Nicolas Winding Refn apresentou em Cannes um filme que foge de definições, uma fantasia que transita entre realismo, sonho e imaginação. Her Private Hell começa em um hotel gigante e deserto, em uma cidade digitalmente recriada e envolta em névoa. O enredo alterna entre mundos que parecem reais e cenários de alucinação, sempre sob uma atmosfera de suspense.
A produção acompanha personagens cujos nomes parecem saídos de um catálogo místico. Elle, interpretada por Sophie Thatcher, chega ao hotel e confronta Hunter, vivida por Kristine Froseth.
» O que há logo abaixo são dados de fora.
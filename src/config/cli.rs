use crate::core::Storage;
use crate::utils::error::Result;
use std::fs;
use std::path::{Path, PathBuf};

#[derive(Debug, Clone)]
pub struct LocalStorage {
    base_path: PathBuf,
}

impl LocalStorage {
    pub fn new(base_path: impl Into<PathBuf>) -> Self {
        Self {
            base_path: base_path.into(),
        }
    }

    /// Rooted at the process's working directory.
    pub fn current_dir() -> Result<Self> {
        Ok(Self::new(std::env::current_dir()?))
    }

    pub fn base_path(&self) -> &Path {
        &self.base_path
    }
}

impl Storage for LocalStorage {
    fn read_file(&self, path: &str) -> Result<Vec<u8>> {
        let full_path = self.base_path.join(path);
        tracing::debug!("Resolved input path: {}", full_path.display());
        let data = fs::read(full_path)?;
        Ok(data)
    }
}

#[cfg(test)]
mod tests {
    use super::*;
    use crate::utils::error::EtlError;
    use tempfile::TempDir;

    #[test]
    fn test_read_file_relative_to_base() {
        let temp_dir = TempDir::new().unwrap();
        fs::create_dir(temp_dir.path().join("nested")).unwrap();
        fs::write(temp_dir.path().join("nested/data.csv"), "org1,daniel,admin").unwrap();

        let storage = LocalStorage::new(temp_dir.path());
        let data = storage.read_file("nested/data.csv").unwrap();

        assert_eq!(data, b"org1,daniel,admin");
    }

    #[test]
    fn test_missing_file_is_io_error() {
        let temp_dir = TempDir::new().unwrap();
        let storage = LocalStorage::new(temp_dir.path());

        match storage.read_file("missing.csv") {
            Err(EtlError::IoError(e)) => assert_eq!(e.kind(), std::io::ErrorKind::NotFound),
            other => panic!("expected IoError, got {:?}", other),
        }
    }

    #[test]
    fn test_current_dir_matches_process_cwd() {
        let storage = LocalStorage::current_dir().unwrap();
        assert_eq!(storage.base_path(), std::env::current_dir().unwrap());
    }
}
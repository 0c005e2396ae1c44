use crate::core::Pipeline;
use crate::utils::error::Result;

pub struct EtlEngine<P: Pipeline> {
    pipeline: P,
}

impl<P: Pipeline> EtlEngine<P> {
    pub fn new(pipeline: P) -> Self {
        Self { pipeline }
    }

    /// Returns the rendered JSON. Nothing is returned unless every stage succeeds.
    pub fn run(&self) -> Result<String> {
        tracing::info!("Starting CSV to JSON conversion");

        let records = self.pipeline.extract()?;
        tracing::info!("Extracted {} records", records.len());

        let model = self.pipeline.transform(records)?;
        tracing::info!("Grouped into {} organizations", model.len());

        let json = self.pipeline.load(model)?;
        tracing::info!("Conversion finished");

        Ok(json)
    }
}
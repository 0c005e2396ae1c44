// Domain layer: core models and ports (interfaces). No external dependencies beyond std/serde.

pub mod model;
pub mod ports;
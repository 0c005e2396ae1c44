pub mod adapters;
pub mod config;
pub mod core;
pub mod domain;
pub mod utils;

#[cfg(feature = "cli")]
pub use config::CliConfig;

pub use config::{cli::LocalStorage, DEFAULT_INDENT};
pub use core::{
    aggregator::{aggregate, Aggregator},
    etl::EtlEngine,
    pipeline::{parse_csv_to_json, CsvJsonPipeline},
    Model, Organization, Record, User,
};
pub use utils::error::{EtlError, Result};
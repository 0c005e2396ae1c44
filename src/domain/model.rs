use serde::{Deserialize, Serialize};

/// One decoded CSV row. Field count is not checked here.
#[derive(Debug, Clone, PartialEq, Eq)]
pub struct Record {
    pub fields: Vec<String>,
    /// 1-based line where the row starts, when the reader knows it.
    pub line: Option<u64>,
}

impl Record {
    pub fn new<I, S>(fields: I) -> Self
    where
        I: IntoIterator<Item = S>,
        S: Into<String>,
    {
        Self {
            fields: fields.into_iter().map(Into::into).collect(),
            line: None,
        }
    }

    pub fn with_line(mut self, line: u64) -> Self {
        self.line = Some(line);
        self
    }
}

pub type Role = String;

#[derive(Debug, Clone, PartialEq, Eq, Serialize, Deserialize)]
pub struct User {
    pub username: String,
    pub roles: Vec<Role>,
}

impl User {
    pub fn has_role(&self, role: &str) -> bool {
        self.roles.iter().any(|r| r == role)
    }
}

#[derive(Debug, Clone, PartialEq, Eq, Serialize, Deserialize)]
pub struct Organization {
    #[serde(rename = "organization")]
    pub name: String,
    pub users: Vec<User>,
}

impl Organization {
    pub fn user(&self, username: &str) -> Option<&User> {
        self.users.iter().find(|u| u.username == username)
    }
}

/// Organizations in first-seen order. Serializes as a bare JSON array.
#[derive(Debug, Clone, Default, PartialEq, Eq, Serialize, Deserialize)]
#[serde(transparent)]
pub struct Model {
    organizations: Vec<Organization>,
}

impl Model {
    pub(crate) fn from_organizations(organizations: Vec<Organization>) -> Self {
        Self { organizations }
    }

    pub fn organizations(&self) -> &[Organization] {
        &self.organizations
    }

    pub fn organization(&self, name: &str) -> Option<&Organization> {
        self.organizations.iter().find(|o| o.name == name)
    }

    pub fn len(&self) -> usize {
        self.organizations.len()
    }

    pub fn is_empty(&self) -> bool {
        self.organizations.is_empty()
    }
}
pub mod aggregator;
pub mod etl;
pub mod pipeline;

pub use crate::domain::model::{Model, Organization, Record, Role, User};
pub use crate::domain::ports::{ConfigProvider, Pipeline, Storage};
pub use crate::utils::error::Result;
//! Domain errors

use thiserror::Error;

use super::{envelope::Lane, value_object::ClientId};

/// Validation errors raised by value object constructors
#[derive(Debug, Clone, PartialEq, Eq, Error)]
pub enum ValueObjectError {
    #[error("nickname must not be empty")]
    EmptyNickname,

    #[error("nickname '{0}' is reserved")]
    ReservedNickname(String),

    #[error("room name must not be empty")]
    EmptyRoomName,

    #[error("color must not be empty")]
    EmptyColor,
}

/// Registry mutation errors
#[derive(Debug, Clone, PartialEq, Eq, Error)]
pub enum RegistryError {
    /// The same connection was registered twice
    #[error("client '{0}' is already registered")]
    DuplicateClient(ClientId),

    /// Another live client in the room already uses this nickname
    #[error("nickname '{nickname}' is already in use in room '{room}'")]
    NicknameTaken { nickname: String, room: String },
}

/// Errors returned when an envelope cannot be queued for fan-out
#[derive(Debug, Clone, PartialEq, Eq, Error)]
pub enum PublishError {
    #[error("{0} fan-out lane is closed")]
    LaneClosed(Lane),
}
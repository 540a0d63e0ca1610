//! HTTP / WebSocket surface of the relay.

mod handler;
mod server;
mod signal;
pub mod state;

pub use server::Server;
pub use state::{AppState, ConnectionSettings};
Ao redor, entram em cena Dominique, de Havana Rose Liu, envolvida com o clube Nico, interpretado por Diego Calva, e um soldado americano em busca da filha desaparecida, personagem de Charles Melton. Dougray Scott completa o elenco, com uma atuação que sugere uma presença perturbadora.
A narrativa se move do cenário de hotel para memórias de uma era posterior à Segunda Guerra e ocupação dos EUA no Japão, mantendo uma linha onírica. A estética de cores neon, roxo, vermelho e azul, lembra clubes noturnos em um inferno ficcional, sem o excesso de violência de obras anteriores do diretor.
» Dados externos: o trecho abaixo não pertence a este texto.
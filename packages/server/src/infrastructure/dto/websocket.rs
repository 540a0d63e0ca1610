//! WebSocket frame DTOs.

use serde::{Deserialize, Serialize};

/// Frame sent by a client
///
/// Only `kind`, `content`, `isTyping` and `from.color` are read; any
/// identity in `from` is ignored by the server. `type` is accepted in place
/// of `kind`.
#[derive(Debug, Clone, Default, Deserialize)]
pub struct InboundFrame {
    #[serde(default, alias = "type")]
    pub kind: Option<String>,
    #[serde(default)]
    pub from: Option<serde_json::Value>,
    #[serde(default)]
    pub content: String,
    #[serde(default, rename = "isTyping")]
    pub is_typing: bool,
}

impl InboundFrame {
    /// `from.color` when `from` is an object carrying a string color
    pub fn color(&self) -> Option<&str> {
        self.from
            .as_ref()
            .and_then(|from| from.get("color"))
            .and_then(serde_json::Value::as_str)
    }
}

/// Sender identity on an outbound chat message
#[derive(Debug, Clone, PartialEq, Eq, Serialize, Deserialize)]
pub struct AuthorDto {
    #[serde(default)]
    pub id: String,
    pub nickname: String,
    #[serde(default)]
    pub color: String,
}

/// Frame sent by the server
#[derive(Debug, Clone, PartialEq, Eq, Serialize, Deserialize)]
#[serde(tag = "kind", rename_all = "lowercase")]
pub enum OutboundFrame {
    Message {
        from: AuthorDto,
        content: String,
        #[serde(rename = "sentAt")]
        sent_at: String,
    },
    Typing {
        from: String,
        #[serde(rename = "isTyping")]
        is_typing: bool,
    },
}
Em termos de tom, o filme mantém um andamento lento e inquietante, mais contido do que as obras anteriores de Refn. A direção propõe uma experiência sensorial em vez de uma explosão de ação, levando o público a acompanhar uma espécie de sonho que avança morosamente.
O filme foi exibido no festival de cinema de Cannes, trazendo uma leitura atmosférica de personagens marginalizados. A narrativa evita respostas fáceis, privilegiando uma sensação de tristeza não explicitada e uma mensagem que persiste após a jornada. Her Private Hell, segundo a própria recepção, é uma aposta de tempo lento e estranhamento visual.